I've lived in areas like this myself, and I agree they're not nice. However, I
have to think it's not only locality to city center that makes central areas
good, it's also that they are self sustaining burrows. There's ample housing,
parks, jobs, retail, restaurants, bars, etc.

------
mclemme
Lived in Stockholm for ~1½ years, ending in the spring of 2013.

Was lucky enough to have the company I was recruited for help me by having
their name on the rental agreement, covering any expenses the owner might have
if I thrashed the place, didn't pay rent, etc. Ended up finding a place for
13.000SEK/month on the outskirts of Stockholm, at the very last subway stop.
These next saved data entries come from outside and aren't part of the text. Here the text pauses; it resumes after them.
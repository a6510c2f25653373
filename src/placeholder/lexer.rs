//! Lexer for placeholder expressions using logos
//!
//! Operates on the text between `{{` and `}}`.

use logos::Logos;

/// Byte range in source text
pub type Span = std::ops::Range<usize>;

#[derive(Logos, Debug, Clone, PartialEq)]
#[logos(skip r"[ \t\n\r]+")]
pub enum Token {
    #[token("||")]
    Or,
    #[token(".")]
    Dot,
    #[token("[")]
    BracketOpen,
    #[token("]")]
    BracketClose,

    #[regex(r"[a-zA-Z_$][a-zA-Z0-9_$]*", |lex| lex.slice().to_string())]
    Ident(String),

    #[regex(r"[0-9]+", |lex| lex.slice().parse::<usize>().ok())]
    Integer(usize),

    #[regex(r#""([^"\\]|\\.)*""#, |lex| unquote(lex.slice()))]
    #[regex(r#"'([^'\\]|\\.)*'"#, |lex| unquote(lex.slice()))]
    String(String),

    /// Anything the lexer does not recognise; kept so the grammar can report it
    Invalid(String),
}

fn unquote(quoted: &str) -> String {
    let inner = &quoted[1..quoted.len() - 1];
    let mut out = String::with_capacity(inner.len());
    let mut chars = inner.chars();
    while let Some(c) = chars.next() {
        if c == '\\' {
            if let Some(escaped) = chars.next() {
                out.push(escaped);
            }
        } else {
            out.push(c);
        }
    }
    out
}

/// Lex input string into tokens with spans
///
/// Unrecognised input becomes [`Token::Invalid`] rather than being dropped.
pub fn lex(input: &str) -> impl Iterator<Item = (Token, Span)> + '_ {
    Token::lexer(input).spanned().map(move |(tok, span)| match tok {
        Ok(t) => (t, span),
        Err(()) => (Token::Invalid(input[span.clone()].to_string()), span),
    })
}

#[cfg(test)]
mod tests {
    use super::*;

    #[test]
    fn test_dotted_path() {
        let tokens: Vec<_> = lex("content.basics.name").map(|(t, _)| t).collect();
        assert_eq!(
            tokens,
            vec![
                Token::Ident("content".to_string()),
                Token::Dot,
                Token::Ident("basics".to_string()),
                Token::Dot,
                Token::Ident("name".to_string()),
            ]
        );
    }

    #[test]
    fn test_index_and_default() {
        let tokens: Vec<_> = lex("images[0] || 'none'").map(|(t, _)| t).collect();
        assert_eq!(
            tokens,
            vec![
                Token::Ident("images".to_string()),
                Token::BracketOpen,
                Token::Integer(0),
                Token::BracketClose,
                Token::Or,
                Token::String("none".to_string()),
            ]
        );
    }

    #[test]
    fn test_double_quoted_with_escape() {
        let tokens: Vec<_> = lex(r#""say \"hi\"""#).map(|(t, _)| t).collect();
        assert_eq!(tokens, vec![Token::String(r#"say "hi""#.to_string())]);
    }

    #[test]
    fn test_invalid_characters_are_kept() {
        let tokens: Vec<_> = lex("a + b").map(|(t, _)| t).collect();
        assert_eq!(
            tokens,
            vec![
                Token::Ident("a".to_string()),
                Token::Invalid("+".to_string()),
                Token::Ident("b".to_string()),
            ]
        );
    }

    #[test]
    fn test_spans() {
        let spans: Vec<_> = lex("a.b").map(|(_, s)| s).collect();
        assert_eq!(spans, vec![0..1, 1..2, 2..3]);
    }
}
For most of the employees starting at the same time as me, most of their
rental agreements were only valid for a year or so (and the owner could kick
renters out pretty much at any time), forcing people to go and find other
apartments, which is not easy when the employer no longer offers support with
the contract.

One colleague of mine found that his response rate was extremely low on his
bot that automatically applied for an apartment, which matched his criteria,
as soon as it came up online. He suspected his non Swedish sounding name was a
factor, so he changed the name in the message to something Swedish-y ("Sven
Karlsson" or smth. like that) and instantly the response rate rose
dramatically. As a foreigner, not having anyting on your Swedish credit report
doesn't help either.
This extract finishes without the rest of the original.